Records provided:
++++++++++
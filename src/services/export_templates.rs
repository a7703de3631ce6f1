//! Export template catalog
//!
//! Lists installed export templates (one folder per template with a
//! `metadata.xml`) together with the templates offered remotely, so the
//! export collaborator can show what is installed and what can be updated.
//! Downloading and unpacking templates is not handled here.

use std::cmp::Ordering;
use std::fs;
use std::path::{Path, PathBuf};
use std::sync::Arc;

use anyhow::{Context, Result, bail};
use quick_xml::Reader;
use quick_xml::events::Event;
use serde::Serialize;
use tracing::{debug, info, warn};
use url::Url;

use super::network::{NetworkRequest, Transport};

/// Remote list of available export templates
pub const TEMPLATE_LIST_URL: &str =
    "https://raw.githubusercontent.com/mediaelch/mediaelch-meta/master/export_themes.xml";

/// Library sections a template can export
#[derive(Debug, Clone, Copy, PartialEq, Eq, Serialize)]
#[serde(rename_all = "lowercase")]
pub enum ExportSection {
    Movies,
    TvShows,
    Concerts,
}

#[derive(Debug, Clone, Default, PartialEq, Eq, Serialize)]
pub struct ExportTemplate {
    pub identifier: String,
    pub name: String,
    pub version: String,
    pub description: Option<String>,
    pub authors: Vec<String>,
    pub sections: Vec<ExportSection>,
    /// Download location of the template archive
    pub remote_file: Option<String>,
    /// SHA-256 of the archive, hex encoded
    pub checksum: Option<String>,
    pub installed: bool,
    /// Version offered remotely, for installed templates that are also listed remotely
    pub remote_version: Option<String>,
}

impl ExportTemplate {
    /// Installed and a different version is offered remotely
    pub fn has_update(&self) -> bool {
        self.installed
            && self
                .remote_version
                .as_deref()
                .is_some_and(|remote| remote != self.version)
    }

    fn sort_order(a: &Self, b: &Self) -> Ordering {
        a.name
            .to_lowercase()
            .cmp(&b.name.to_lowercase())
            .then_with(|| a.identifier.cmp(&b.identifier))
    }
}

/// Which element text is currently being read
#[derive(Debug, Clone, Copy, PartialEq, Eq)]
enum Field {
    Other,
    Name,
    Identifier,
    Version,
    Description,
    Author,
    File,
    Checksum,
    Section,
}

impl Field {
    fn from_tag(tag: &str) -> Self {
        match tag {
            "name" => Self::Name,
            "identifier" => Self::Identifier,
            "version" => Self::Version,
            "description" => Self::Description,
            "author" => Self::Author,
            "file" => Self::File,
            "checksum" => Self::Checksum,
            "section" => Self::Section,
            _ => Self::Other,
        }
    }
}

fn apply_text(template: &mut ExportTemplate, field: Field, text: String) {
    let text = text.trim().to_string();
    if text.is_empty() {
        return;
    }
    match field {
        Field::Name => template.name = text,
        Field::Identifier => template.identifier = text,
        Field::Version => template.version = text,
        // Descriptions come in several languages; the first one is used
        Field::Description => {
            template.description.get_or_insert(text);
        }
        Field::Author => template.authors.push(text),
        Field::File => template.remote_file = Some(text),
        Field::Checksum => template.checksum = Some(text),
        Field::Section => match text.as_str() {
            "movies" => template.sections.push(ExportSection::Movies),
            "tvshows" => template.sections.push(ExportSection::TvShows),
            "concerts" => template.sections.push(ExportSection::Concerts),
            other => debug!(section = other, "Ignoring unknown export section"),
        },
        Field::Other => {}
    }
}

/// Parse every `<item_tag>` element of `xml` into a template
fn parse_templates(xml: &str, item_tag: &str) -> Result<(Option<String>, Vec<ExportTemplate>)> {
    let mut reader = Reader::from_str(xml);
    reader.config_mut().trim_text(true);

    let mut root = None;
    let mut templates = Vec::new();
    let mut current: Option<ExportTemplate> = None;
    let mut field = Field::Other;

    loop {
        match reader.read_event() {
            Ok(Event::Start(ref e)) => {
                let tag = String::from_utf8_lossy(e.name().as_ref()).to_string();
                if root.is_none() {
                    root = Some(tag.clone());
                }
                if tag == item_tag {
                    current = Some(ExportTemplate::default());
                }
                field = Field::from_tag(&tag);
            }
            Ok(Event::End(ref e)) => {
                let tag = String::from_utf8_lossy(e.name().as_ref()).to_string();
                if tag == item_tag {
                    if let Some(template) = current.take() {
                        templates.push(template);
                    }
                }
                field = Field::Other;
            }
            Ok(Event::Text(ref e)) => {
                if let Some(template) = current.as_mut() {
                    let text = e.unescape().unwrap_or_default().to_string();
                    apply_text(template, field, text);
                }
            }
            Ok(Event::CData(ref e)) => {
                if let Some(template) = current.as_mut() {
                    let text = String::from_utf8_lossy(e).to_string();
                    apply_text(template, field, text);
                }
            }
            Ok(Event::Eof) => break,
            Err(e) => bail!("Invalid export template XML: {}", e),
            _ => {}
        }
    }

    Ok((root, templates))
}

/// Parse the remote template list (`<themes><theme>…</theme></themes>`)
pub fn parse_template_list(xml: &str) -> Result<Vec<ExportTemplate>> {
    let (root, templates) = parse_templates(xml, "theme")?;
    if root.as_deref() != Some("themes") {
        bail!("Template list does not have a root <themes> element");
    }
    Ok(templates
        .into_iter()
        .filter(|t| !t.identifier.is_empty())
        .collect())
}

/// Parse a single installed template's `metadata.xml`
pub fn parse_template_metadata(xml: &str) -> Result<ExportTemplate> {
    let (_, mut templates) = parse_templates(xml, "metadata")?;
    let mut template = templates.pop().context("Template metadata is empty")?;
    template.installed = true;
    Ok(template)
}

/// Read all installed templates below `dir`. Folders without a readable
/// `metadata.xml` are skipped.
pub fn load_local_templates(dir: &Path) -> Result<Vec<ExportTemplate>> {
    if !dir.exists() {
        fs::create_dir_all(dir)
            .with_context(|| format!("Failed to create template directory {}", dir.display()))?;
    }

    let mut templates = Vec::new();
    for entry in fs::read_dir(dir)
        .with_context(|| format!("Failed to read template directory {}", dir.display()))?
    {
        let Ok(entry) = entry else {
            continue;
        };
        let metadata_path = entry.path().join("metadata.xml");
        if !metadata_path.is_file() {
            continue;
        }

        match fs::read_to_string(&metadata_path)
            .map_err(anyhow::Error::from)
            .and_then(|xml| parse_template_metadata(&xml))
        {
            Ok(mut template) => {
                if template.identifier.is_empty() {
                    template.identifier = entry.file_name().to_string_lossy().to_string();
                }
                templates.push(template);
            }
            Err(e) => {
                warn!(path = %metadata_path.display(), error = %e, "Skipping unreadable export template");
            }
        }
    }

    templates.sort_by(ExportTemplate::sort_order);
    Ok(templates)
}

/// Combine installed and remote templates, keyed by identifier.
///
/// Installed templates are kept and learn about the remote version and
/// archive; remote-only templates are listed as not installed.
pub fn merge_templates(
    local: Vec<ExportTemplate>,
    remote: Vec<ExportTemplate>,
) -> Vec<ExportTemplate> {
    let mut templates = local;
    for remote_template in remote {
        match templates
            .iter_mut()
            .find(|t| t.identifier == remote_template.identifier)
        {
            Some(local_template) => {
                local_template.remote_version = Some(remote_template.version);
                local_template.remote_file = remote_template.remote_file;
                local_template.checksum = remote_template.checksum.or(local_template.checksum.take());
            }
            None => templates.push(ExportTemplate {
                installed: false,
                ..remote_template
            }),
        }
    }
    templates.sort_by(ExportTemplate::sort_order);
    templates
}

/// Loads the template catalog
pub struct ExportTemplateLoader {
    transport: Arc<dyn Transport>,
    templates_dir: PathBuf,
    list_url: Url,
}

impl ExportTemplateLoader {
    pub fn new(transport: Arc<dyn Transport>, templates_dir: impl Into<PathBuf>) -> Result<Self> {
        Ok(Self {
            transport,
            templates_dir: templates_dir.into(),
            list_url: Url::parse(TEMPLATE_LIST_URL).context("Invalid template list URL")?,
        })
    }

    pub fn with_list_url(mut self, list_url: Url) -> Self {
        self.list_url = list_url;
        self
    }

    pub async fn installed_templates(&self) -> Result<Vec<ExportTemplate>> {
        let dir = self.templates_dir.clone();
        tokio::task::spawn_blocking(move || load_local_templates(&dir))
            .await
            .context("Template scan task failed")?
    }

    /// Installed templates merged with the remote list. If the remote list
    /// cannot be loaded, only installed templates are returned.
    pub async fn remote_templates(&self) -> Result<Vec<ExportTemplate>> {
        let local = self.installed_templates().await?;

        info!(url = %self.list_url, "Loading export template list");
        let response = self
            .transport
            .get(NetworkRequest::new(self.list_url.clone()))
            .await;

        if let Some(error) = response.error {
            warn!(url = %response.url, error = %error.message, "Could not load export template list");
            return Ok(merge_templates(local, Vec::new()));
        }

        let remote = match parse_template_list(&response.body) {
            Ok(remote) => remote,
            Err(e) => {
                warn!(error = %e, "Invalid export template list");
                Vec::new()
            }
        };
        debug!(local = local.len(), remote = remote.len(), "Merging export templates");
        Ok(merge_templates(local, remote))
    }
}
//! TVMaze scraper
//!
//! TVMaze is a free API that doesn't require authentication.
//! Base URL: https://api.tvmaze.com

pub mod episode;
pub mod parser;
pub mod show;

use std::sync::Arc;

use url::Url;

use super::api::{ApiClient, build_url};
use super::{Locale, ScraperError};
use crate::services::cache::ResponseCache;
use crate::services::network::Transport;

pub use episode::TvMazeEpisodeScrapeJob;
pub use show::TvMazeShowScrapeJob;

/// Parse a TVMaze id. Valid ids are positive integers.
pub fn parse_tvmaze_id(id: &str) -> Option<u32> {
    id.trim().parse::<u32>().ok().filter(|id| *id > 0)
}

/// TVMaze endpoint loader
#[derive(Clone)]
pub struct TvMazeApi {
    client: ApiClient,
    base_url: String,
}

impl TvMazeApi {
    pub const BASE_URL: &'static str = "https://api.tvmaze.com";

    pub fn new(transport: Arc<dyn Transport>, cache: Arc<ResponseCache>) -> Self {
        Self {
            client: ApiClient::new("TVMaze", transport, cache),
            base_url: Self::BASE_URL.to_string(),
        }
    }

    pub fn show_url(&self, show_id: u32) -> Result<Url, ScraperError> {
        build_url(&format!("{}/shows/{}", self.base_url, show_id))
    }

    pub fn episode_url(&self, episode_id: u32) -> Result<Url, ScraperError> {
        build_url(&format!("{}/episodes/{}", self.base_url, episode_id))
    }

    pub fn episode_by_number_url(
        &self,
        show_id: u32,
        season: u32,
        episode: u32,
    ) -> Result<Url, ScraperError> {
        build_url(&format!(
            "{}/shows/{}/episodebynumber?season={}&number={}",
            self.base_url, show_id, season, episode
        ))
    }

    pub async fn load_show(&self, locale: &Locale, show_id: u32) -> Result<String, ScraperError> {
        self.client.get(locale, self.show_url(show_id)?).await
    }

    pub async fn load_episode(
        &self,
        locale: &Locale,
        episode_id: u32,
    ) -> Result<String, ScraperError> {
        self.client.get(locale, self.episode_url(episode_id)?).await
    }

    pub async fn load_episode_by_number(
        &self,
        locale: &Locale,
        show_id: u32,
        season: u32,
        episode: u32,
    ) -> Result<String, ScraperError> {
        let url = self.episode_by_number_url(show_id, season, episode)?;
        self.client.get(locale, url).await
    }
}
++++++++++
Task details: If a line in the records above contains the word "services", copy it.

Answer to this exercise:
filename src/services/export_templates.rs
use crate::services::cache::ResponseCache;
use crate::services::network::Transport;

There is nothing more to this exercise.